Q: Is organic food healthier?

A: Organic foods have the same nutritional value as non-organic foods. The difference is that organic foods have been grown without toxic pesticides. If you wash your produce thoroughly, you can remove some of the residue, but some has been absorbed into the fruit and vegetable and cannot be scrubbed off. Dried spices that are not organic often have high levels of pesticides because they get concentrated when the herb or spice is dried. Additionally, when you consume processed products that contain many ingredients (think about a bottle of vegetable juice with tomato, carrot, and celery juices), there were different chemicals on each of those ingredients.

You will not see an immediate difference in your health from eating organic foods. You may never see a difference in your health at all. However, you may be avoiding inflammation or a future disease by minimizing the amount of chemicals that enter your body.

Q: Why is it more expensive to eat healthy food?

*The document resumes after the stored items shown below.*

//! Provider registry and the independent fan-out used by every lifecycle call.

use std::collections::BTreeMap;
use std::fmt;
use std::sync::Arc;
use std::time::Duration;

use futures::future::join_all;
use tokio::time::timeout;

use super::{ProviderAdapter, ProviderError, ProviderOutcome};
use crate::model::ServiceSpec;

const DEFAULT_CALL_TIMEOUT: Duration = Duration::from_secs(30);

/// One provider operation with its per-provider arguments.
///
/// Update, delete and purge carry the vendor id recorded for the provider;
/// `None` means no id was ever recorded. Update and purge then fail without
/// reaching the vendor, while delete succeeds because the vendor holds
/// nothing to remove.
#[derive(Clone, Copy, Debug)]
pub enum ProviderCall<'a> {
    /// Create the service from a spec.
    Create {
        /// Spec to deploy.
        spec: &'a ServiceSpec,
    },
    /// Apply a new spec.
    Update {
        /// Vendor id recorded at creation.
        provider_service_id: Option<&'a str>,
        /// Spec to apply.
        spec: &'a ServiceSpec,
    },
    /// Remove the vendor configuration.
    Delete {
        /// Vendor id recorded at creation.
        provider_service_id: Option<&'a str>,
    },
    /// Purge cached content.
    Purge {
        /// Vendor id recorded at creation.
        provider_service_id: Option<&'a str>,
        /// URL to purge, everything when `None`.
        url: Option<&'a str>,
    },
}

impl ProviderCall<'_> {
    /// Operation name used in logs and failure summaries.
    #[must_use]
    pub const fn operation(&self) -> &'static str {
        match self {
            Self::Create { .. } => "create",
            Self::Update { .. } => "update",
            Self::Delete { .. } => "delete",
            Self::Purge { .. } => "purge",
        }
    }
}

/// Maps provider keys to adapters and fans calls out across them.
///
/// Keys are case-insensitive. Flavors reference providers by registration
/// key (`akamai`) while detail maps are keyed by the adapter's vendor label
/// (`Akamai Technologies`), so lookups resolve through both.
#[derive(Clone)]
pub struct ProviderRegistry {
    providers: BTreeMap<String, Arc<dyn ProviderAdapter>>,
    labels: BTreeMap<String, String>,
    call_timeout: Duration,
}

impl fmt::Debug for ProviderRegistry {
    fn fmt(&self, formatter: &mut fmt::Formatter<'_>) -> fmt::Result {
        formatter
            .debug_struct("ProviderRegistry")
            .field("providers", &self.providers.keys().collect::<Vec<_>>())
            .field("call_timeout", &self.call_timeout)
            .finish()
    }
}

impl Default for ProviderRegistry {
    fn default() -> Self {
        Self::new()
    }
}

impl ProviderRegistry {
    /// Creates an empty registry using the default per-call timeout.
    #[must_use]
    pub const fn new() -> Self {
        Self {
            providers: BTreeMap::new(),
            labels: BTreeMap::new(),
            call_timeout: DEFAULT_CALL_TIMEOUT,
        }
    }

    /// Overrides the per-call timeout.
    #[must_use]
    pub const fn with_call_timeout(mut self, call_timeout: Duration) -> Self {
        self.call_timeout = call_timeout;
        self
    }

    /// Registers an adapter under `key`, replacing any previous adapter.
    #[must_use]
    pub fn with_provider(mut self, key: &str, adapter: Arc<dyn ProviderAdapter>) -> Self {
        self.register(key, adapter);
        self
    }

    /// Registers an adapter under `key`, replacing any previous adapter.
    pub fn register(&mut self, key: &str, adapter: Arc<dyn ProviderAdapter>) {
        let key = normalise_key(key);
        self.labels.retain(|_, registered| *registered != key);
        self.labels
            .insert(normalise_key(adapter.provider_name()), key.clone());
        self.providers.insert(key, adapter);
    }

    /// Looks up an adapter by registration key, falling back to the vendor
    /// label it reports.
    #[must_use]
    pub fn get(&self, key: &str) -> Option<&Arc<dyn ProviderAdapter>> {
        let key = normalise_key(key);
        self.providers.get(&key).or_else(|| {
            self.labels
                .get(&key)
                .and_then(|registered| self.providers.get(registered))
        })
    }

    /// Registered keys in sorted order.
    pub fn keys(&self) -> impl Iterator<Item = &str> {
        self.providers.keys().map(String::as_str)
    }

    /// Per-call timeout applied by [`ProviderRegistry::map`].
    #[must_use]
    pub const fn call_timeout(&self) -> Duration {
        self.call_timeout
    }

    /// Applies each call to its provider concurrently and collects one
    /// outcome per provider, keyed by the vendor label.
    ///
    /// A provider that errors, times out, is missing from the registry, or
    /// lacks a recorded vendor id yields a failure outcome; it never prevents
    /// the remaining providers from being called.
    pub async fn map<'a, I>(&self, calls: I) -> BTreeMap<String, ProviderOutcome>
    where
        I: IntoIterator<Item = (&'a str, ProviderCall<'a>)>,
    {
        let pending = calls
            .into_iter()
            .map(|(key, call)| self.dispatch(key, call));
        join_all(pending).await.into_iter().collect()
    }

    /// Queries every registered provider's liveness concurrently.
    ///
    /// Errors and timeouts count as not alive.
    pub async fn health(&self) -> BTreeMap<String, bool> {
        let checks = self.providers.values().map(|adapter| async move {
            let name = adapter.provider_name().to_owned();
            let alive = matches!(
                timeout(self.call_timeout, adapter.is_alive()).await,
                Ok(Ok(true))
            );
            (name, alive)
        });
        join_all(checks).await.into_iter().collect()
    }

    async fn dispatch(&self, key: &str, call: ProviderCall<'_>) -> (String, ProviderOutcome) {
        let operation = call.operation();
        let Some(adapter) = self.get(key) else {
            let err = ProviderError::NotRegistered {
                provider: key.to_owned(),
            };
            tracing::warn!(provider = %key, operation, "provider not registered");
            return (key.to_owned(), failure_outcome(operation, &err));
        };

        let name = adapter.provider_name().to_owned();
        let outcome = match self.invoke(adapter.as_ref(), &name, call).await {
            Ok(outcome) => outcome,
            Err(err) => failure_outcome(operation, &err),
        };

        if let ProviderOutcome::Failure(failure) = &outcome {
            tracing::warn!(
                provider = %name,
                operation,
                error = %failure.error_detail,
                "provider call failed"
            );
        } else {
            tracing::debug!(provider = %name, operation, "provider call succeeded");
        }
        (name, outcome)
    }

    async fn invoke(
        &self,
        adapter: &dyn ProviderAdapter,
        name: &str,
        call: ProviderCall<'_>,
    ) -> Result<ProviderOutcome, ProviderError> {
        let missing_id = || ProviderError::MissingProviderServiceId {
            provider: name.to_owned(),
        };
        let future = match call {
            ProviderCall::Create { spec } => adapter.create(spec),
            ProviderCall::Update {
                provider_service_id,
                spec,
            } => adapter.update(usable_id(provider_service_id).ok_or_else(missing_id)?, spec),
            ProviderCall::Delete {
                provider_service_id,
            } => {
                let Some(id) = usable_id(provider_service_id) else {
                    tracing::info!(provider = %name, "no vendor id recorded; nothing to delete");
                    return Ok(ProviderOutcome::success("", Vec::new()));
                };
                adapter.delete(id)
            }
            ProviderCall::Purge {
                provider_service_id,
                url,
            } => adapter.purge(usable_id(provider_service_id).ok_or_else(missing_id)?, url),
        };

        timeout(self.call_timeout, future)
            .await
            .unwrap_or_else(|_| {
                Err(ProviderError::Timeout {
                    operation: call.operation().to_owned(),
                    provider: name.to_owned(),
                    millis: u64::try_from(self.call_timeout.as_millis()).unwrap_or(u64::MAX),
                })
            })
    }
}

fn normalise_key(key: &str) -> String {
    key.trim().to_ascii_lowercase()
}

fn usable_id(provider_service_id: Option<&str>) -> Option<&str> {
    provider_service_id.filter(|id| !id.trim().is_empty())
}

fn failure_outcome(operation: &str, err: &ProviderError) -> ProviderOutcome {
    ProviderOutcome::failure(format!("{operation} failed"), err.to_string())
}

A: It's not! This has become a pervasive myth that is easy to disprove. If you are a smart shopper, and especially if you use coupons and rebate apps, you can save money by loading your diet with fruits, vegetables, beans and whole grains. Enjoy a large pot of split pea soup (split peas, onion, celery, carrot) for just a few dollars. Bananas are inexpensive all year round now, but buying seasonal fruits and vegetables is an effective way to lower your food cost and eat healthier.